START Given records
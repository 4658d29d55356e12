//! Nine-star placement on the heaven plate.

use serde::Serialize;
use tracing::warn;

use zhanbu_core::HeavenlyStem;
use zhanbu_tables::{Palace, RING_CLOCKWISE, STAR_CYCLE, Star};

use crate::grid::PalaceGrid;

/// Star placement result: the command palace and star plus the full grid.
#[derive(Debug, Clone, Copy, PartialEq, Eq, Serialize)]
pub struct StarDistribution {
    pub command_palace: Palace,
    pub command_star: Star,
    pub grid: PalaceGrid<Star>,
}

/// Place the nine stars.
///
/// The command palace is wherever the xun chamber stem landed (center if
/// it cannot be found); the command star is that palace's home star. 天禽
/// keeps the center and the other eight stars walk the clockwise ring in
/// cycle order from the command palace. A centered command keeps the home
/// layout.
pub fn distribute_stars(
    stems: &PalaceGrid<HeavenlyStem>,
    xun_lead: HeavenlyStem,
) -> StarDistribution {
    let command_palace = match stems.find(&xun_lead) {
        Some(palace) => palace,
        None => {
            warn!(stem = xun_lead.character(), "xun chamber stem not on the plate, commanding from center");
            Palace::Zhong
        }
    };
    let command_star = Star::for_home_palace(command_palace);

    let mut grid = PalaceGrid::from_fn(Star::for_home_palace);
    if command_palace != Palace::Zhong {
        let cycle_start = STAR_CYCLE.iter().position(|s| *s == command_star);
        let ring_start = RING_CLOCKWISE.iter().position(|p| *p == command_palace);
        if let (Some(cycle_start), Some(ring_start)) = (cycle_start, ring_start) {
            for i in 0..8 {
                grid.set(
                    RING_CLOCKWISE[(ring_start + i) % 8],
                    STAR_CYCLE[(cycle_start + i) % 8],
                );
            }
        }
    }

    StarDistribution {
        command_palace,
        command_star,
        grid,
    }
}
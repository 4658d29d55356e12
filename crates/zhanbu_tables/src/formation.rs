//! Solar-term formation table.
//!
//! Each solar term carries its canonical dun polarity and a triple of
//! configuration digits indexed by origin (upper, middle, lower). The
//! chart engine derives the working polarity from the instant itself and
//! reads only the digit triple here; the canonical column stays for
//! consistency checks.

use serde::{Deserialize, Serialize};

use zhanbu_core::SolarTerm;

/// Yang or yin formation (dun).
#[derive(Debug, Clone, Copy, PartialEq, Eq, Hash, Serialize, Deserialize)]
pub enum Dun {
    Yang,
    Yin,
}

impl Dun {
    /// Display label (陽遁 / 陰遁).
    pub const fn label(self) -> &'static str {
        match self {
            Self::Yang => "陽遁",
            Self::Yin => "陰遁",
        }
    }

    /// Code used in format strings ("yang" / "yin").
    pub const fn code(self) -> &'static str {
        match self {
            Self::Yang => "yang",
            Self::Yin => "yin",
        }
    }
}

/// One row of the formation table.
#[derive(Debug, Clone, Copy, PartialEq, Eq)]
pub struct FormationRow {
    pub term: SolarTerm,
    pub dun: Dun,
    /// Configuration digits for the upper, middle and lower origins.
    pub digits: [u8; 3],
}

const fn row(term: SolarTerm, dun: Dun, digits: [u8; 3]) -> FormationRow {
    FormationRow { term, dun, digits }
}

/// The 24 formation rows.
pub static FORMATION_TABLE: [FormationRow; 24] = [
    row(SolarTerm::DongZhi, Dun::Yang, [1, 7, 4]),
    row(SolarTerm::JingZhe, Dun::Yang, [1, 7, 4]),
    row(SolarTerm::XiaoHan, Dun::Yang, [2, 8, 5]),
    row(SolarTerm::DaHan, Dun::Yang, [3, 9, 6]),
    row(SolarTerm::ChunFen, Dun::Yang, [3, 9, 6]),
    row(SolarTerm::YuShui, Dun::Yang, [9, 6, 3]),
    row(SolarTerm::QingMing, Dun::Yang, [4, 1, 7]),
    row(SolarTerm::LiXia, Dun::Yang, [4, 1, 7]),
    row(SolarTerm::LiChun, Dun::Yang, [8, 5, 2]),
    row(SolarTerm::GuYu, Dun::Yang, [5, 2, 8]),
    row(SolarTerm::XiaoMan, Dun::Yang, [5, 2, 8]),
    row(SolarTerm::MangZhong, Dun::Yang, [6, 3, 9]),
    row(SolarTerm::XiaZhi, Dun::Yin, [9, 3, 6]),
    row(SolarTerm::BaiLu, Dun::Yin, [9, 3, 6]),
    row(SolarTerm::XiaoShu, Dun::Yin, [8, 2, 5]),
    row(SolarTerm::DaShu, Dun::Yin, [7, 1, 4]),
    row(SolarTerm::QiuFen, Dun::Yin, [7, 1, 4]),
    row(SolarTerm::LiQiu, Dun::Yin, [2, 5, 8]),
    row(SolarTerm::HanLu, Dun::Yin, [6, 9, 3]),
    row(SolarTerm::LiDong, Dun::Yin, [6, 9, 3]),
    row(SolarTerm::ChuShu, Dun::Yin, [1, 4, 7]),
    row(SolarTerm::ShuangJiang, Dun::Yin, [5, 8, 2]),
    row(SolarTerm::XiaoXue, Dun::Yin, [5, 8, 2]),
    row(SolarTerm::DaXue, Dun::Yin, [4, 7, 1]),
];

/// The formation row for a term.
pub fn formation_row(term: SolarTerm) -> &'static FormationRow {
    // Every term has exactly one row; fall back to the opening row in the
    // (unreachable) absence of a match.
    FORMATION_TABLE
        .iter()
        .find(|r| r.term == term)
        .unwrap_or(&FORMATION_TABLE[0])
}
END Given records
▶ [Task statement]
Print each entry above exactly as given.

▶ [Exercise result]
repository 4658d29d55356e12
//! Nine-star placement on the heaven plate.

use serde::Serialize;
use tracing::warn;

use zhanbu_core::HeavenlyStem;
use zhanbu_tables::{Palace, RING_CLOCKWISE, STAR_CYCLE, Star};

use crate::grid::PalaceGrid;

/// Star placement result: the command palace and star plus the full grid.
#[derive(Debug, Clone, Copy, PartialEq, Eq, Serialize)]
pub struct StarDistribution {
    pub command_palace: Palace,
    pub command_star: Star,
    pub grid: PalaceGrid<Star>,
}

/// Place the nine stars.
///
/// The command palace is wherever the xun chamber stem landed (center if
/// it cannot be found); the command star is that palace's home star. 天禽
/// keeps the center and the other eight stars walk the clockwise ring in
/// cycle order from the command palace. A centered command keeps the home
/// layout.
pub fn distribute_stars(
    stems: &PalaceGrid<HeavenlyStem>,
    xun_lead: HeavenlyStem,
) -> StarDistribution {
    let command_palace = match stems.find(&xun_lead) {
        Some(palace) => palace,
        None => {
            warn!(stem = xun_lead.character(), "xun chamber stem not on the plate, commanding from center");
            Palace::Zhong
        }
    };
    let command_star = Star::for_home_palace(command_palace);

    let mut grid = PalaceGrid::from_fn(Star::for_home_palace);
    if command_palace != Palace::Zhong {
        let cycle_start = STAR_CYCLE.iter().position(|s| *s == command_star);
        let ring_start = RING_CLOCKWISE.iter().position(|p| *p == command_palace);
        if let (Some(cycle_start), Some(ring_start)) = (cycle_start, ring_start) {
            for i in 0..8 {
                grid.set(
                    RING_CLOCKWISE[(ring_start + i) % 8],
                    STAR_CYCLE[(cycle_start + i) % 8],
                );
            }
        }
    }

    StarDistribution {
        command_palace,
        command_star,
        grid,
    }
}
repository 4658d29d55356e12
filename crates/zhanbu_tables/src/formation.rs
//! Solar-term formation table.
//!
//! Each solar term carries its canonical dun polarity and a triple of
//! configuration digits indexed by origin (upper, middle, lower). The
//! chart engine derives the working polarity from the instant itself and
//! reads only the digit triple here; the canonical column stays for
//! consistency checks.

use serde::{Deserialize, Serialize};

use zhanbu_core::SolarTerm;

/// Yang or yin formation (dun).
#[derive(Debug, Clone, Copy, PartialEq, Eq, Hash, Serialize, Deserialize)]
pub enum Dun {
    Yang,
    Yin,
}

impl Dun {
    /// Display label (陽遁 / 陰遁).
    pub const fn label(self) -> &'static str {
        match self {
            Self::Yang => "陽遁",
            Self::Yin => "陰遁",
        }
    }

    /// Code used in format strings ("yang" / "yin").
    pub const fn code(self) -> &'static str {
        match self {
            Self::Yang => "yang",
            Self::Yin => "yin",
        }
    }
}

/// One row of the formation table.
#[derive(Debug, Clone, Copy, PartialEq, Eq)]
pub struct FormationRow {
    pub term: SolarTerm,
    pub dun: Dun,
    /// Configuration digits for the upper, middle and lower origins.
    pub digits: [u8; 3],
}

const fn row(term: SolarTerm, dun: Dun, digits: [u8; 3]) -> FormationRow {
    FormationRow { term, dun, digits }
}

/// The 24 formation rows.
pub static FORMATION_TABLE: [FormationRow; 24] = [
    row(SolarTerm::DongZhi, Dun::Yang, [1, 7, 4]),
    row(SolarTerm::JingZhe, Dun::Yang, [1, 7, 4]),
    row(SolarTerm::XiaoHan, Dun::Yang, [2, 8, 5]),
    row(SolarTerm::DaHan, Dun::Yang, [3, 9, 6]),
    row(SolarTerm::ChunFen, Dun::Yang, [3, 9, 6]),
    row(SolarTerm::YuShui, Dun::Yang, [9, 6, 3]),
    row(SolarTerm::QingMing, Dun::Yang, [4, 1, 7]),
    row(SolarTerm::LiXia, Dun::Yang, [4, 1, 7]),
    row(SolarTerm::LiChun, Dun::Yang, [8, 5, 2]),
    row(SolarTerm::GuYu, Dun::Yang, [5, 2, 8]),
    row(SolarTerm::XiaoMan, Dun::Yang, [5, 2, 8]),
    row(SolarTerm::MangZhong, Dun::Yang, [6, 3, 9]),
    row(SolarTerm::XiaZhi, Dun::Yin, [9, 3, 6]),
    row(SolarTerm::BaiLu, Dun::Yin, [9, 3, 6]),
    row(SolarTerm::XiaoShu, Dun::Yin, [8, 2, 5]),
    row(SolarTerm::DaShu, Dun::Yin, [7, 1, 4]),
    row(SolarTerm::QiuFen, Dun::Yin, [7, 1, 4]),
    row(SolarTerm::LiQiu, Dun::Yin, [2, 5, 8]),
    row(SolarTerm::HanLu, Dun::Yin, [6, 9, 3]),
    row(SolarTerm::LiDong, Dun::Yin, [6, 9, 3]),
    row(SolarTerm::ChuShu, Dun::Yin, [1, 4, 7]),
    row(SolarTerm::ShuangJiang, Dun::Yin, [5, 8, 2]),
    row(SolarTerm::XiaoXue, Dun::Yin, [5, 8, 2]),
    row(SolarTerm::DaXue, Dun::Yin, [4, 7, 1]),
];

/// The formation row for a term.
pub fn formation_row(term: SolarTerm) -> &'static FormationRow {
    // Every term has exactly one row; fall back to the opening row in the
    // (unreachable) absence of a match.
    FORMATION_TABLE
        .iter()
        .find(|r| r.term == term)
        .unwrap_or(&FORMATION_TABLE[0])
}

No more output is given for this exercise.